Debugging networking code



  • I spent about an hour debugging my networking code. It seemed to connect correctly but then mystically disconnect right away. I tried everything from moving server's io_service to another thread to running it on a different computer. Then I noticed my Connection::send method.

    	void Connection::send(PacketType type, Buffer* content)
    	{
    		socket.close();
    
    		Buffer* header = new Buffer();
    		header->putInt<uint16_t>((uint16_t) type);
    		header->putInt<uint32_t>(content->size());
    
    		std::vector<ba::const_buffer> buffers;
    		buffers.push_back(ba::buffer(header->pointer(), header->size()));
    		buffers.push_back(ba::buffer(content->pointer(), content->size()));
    
    		auto handler = bind(&Connection::sent, this, ba::placeholders::error, ba::placeholders::bytes_transferred, header, content);
    
    		ba::async_write(socket, buffers, handler);
    	}

    Just one thought came into my mind: What the fuck I was thinking when I wrote that line of code!?



  • @Scintillo said:

    What the fuck I was thinking when I wrote that line of code!?

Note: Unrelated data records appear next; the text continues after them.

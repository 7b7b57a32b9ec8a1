//! RPC Request/Response Types
//!
//! Defines the JSON-RPC method parameters and results.

use serde::{Deserialize, Serialize};

/// transfer.create.v1 - Create a portability job
#[derive(Debug, Deserialize)]
pub struct CreateTransferRequest {
    pub export_service: String,
    pub import_service: String,
    pub data_type: String,
}

#[derive(Debug, Clone, Serialize, Deserialize)]
pub struct CreateTransferResponse {
    pub job_id: String,
    pub state: String,
    /// base64url job id, the value of the id cookie the callback expects
    pub encoded_job_id: String,
}

/// auth.initiate.v1 - Start authorization for one side of a job
#[derive(Debug, Deserialize)]
pub struct InitiateAuthRequest {
    pub job_id: String,
    /// EXPORT or IMPORT
    pub mode: String,
}

#[derive(Debug, Clone, Serialize, Deserialize)]
pub struct InitiateAuthResponse {
    pub job_id: String,
    pub mode: String,
    pub auth_url: String,
    pub state: String,
}

/// job.get.v1 - Get job status
#[derive(Debug, Deserialize)]
pub struct GetJobRequest {
    pub job_id: String,
}

/// job.cancel.v1 - Cancel a job
#[derive(Debug, Deserialize)]
pub struct CancelRequest {
    pub job_id: String,
}

#[derive(Debug, Clone, Serialize, Deserialize)]
pub struct CancelResponse {
    pub job_id: String,
    pub state: String,
    pub cancel_requested: bool,
}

    "Why did I make my socket class a singleton? I'll show me!"



  • @Scintillo said:

    Just one thought came into my mind: "Why the fuck am I working with such a boring technology"

    FTFY



  • auto handler

    TRWTF is C++11.



  • @Maciejasjmj said:

    auto handler

    TRWTF is C++

    FTFY.



  • Maybe socket should err-out or throw an exception if you try to write to a closed socket. There's no technical reason to do this.



  • @Maciejasjmj said:

    auto handler

    TRWTF is C++11.

    IIRC auto is useful for writing templates.

    also

    auto foo = []](type1 var1, type2 var2) -> int {...};
    instead of
    std::function<int (type1 var1, type2 var2)>  foo = []](type1 var1, type2 var2) -> int {...}; 
    n.b. i think i got that std::function syntax right


  • @Scintillo said:

    Just one thought came into my mind: What the fuck I was thinking when I wrote that line of code!?

    Since this is C++, maybe "I can't believe I didn't use Hungarian notation."  I mean if you called the variable m_socket (or maybe even m_hSocket) this bug would have been so much easier to spot.

     



  • @esoterik said:

    also

    auto foo = [](type1 var1, type2 var2) -> int {...};
    instead of
    std::function<int (type1 var1, type2 var2)>  foo = [](type1 var1, type2 var2) -> int {...}; 
    n.b. i think i got that std::function syntax right

    You've got the std::function syntax right, but not the equivalence. The statements are very different. The first keeps the function pointer encoded in the type, so the resulting call will be to direct operand and the compiler can possibly even inline the closure. The later will wrap the closure in an object with virtual method to dispatch to the function in a totally unoptimizable way.

    No, there is no equivalent for the former without using auto (unless you are getting the closure as argument, in which case you can have compiler infer template parameter from argument and use that).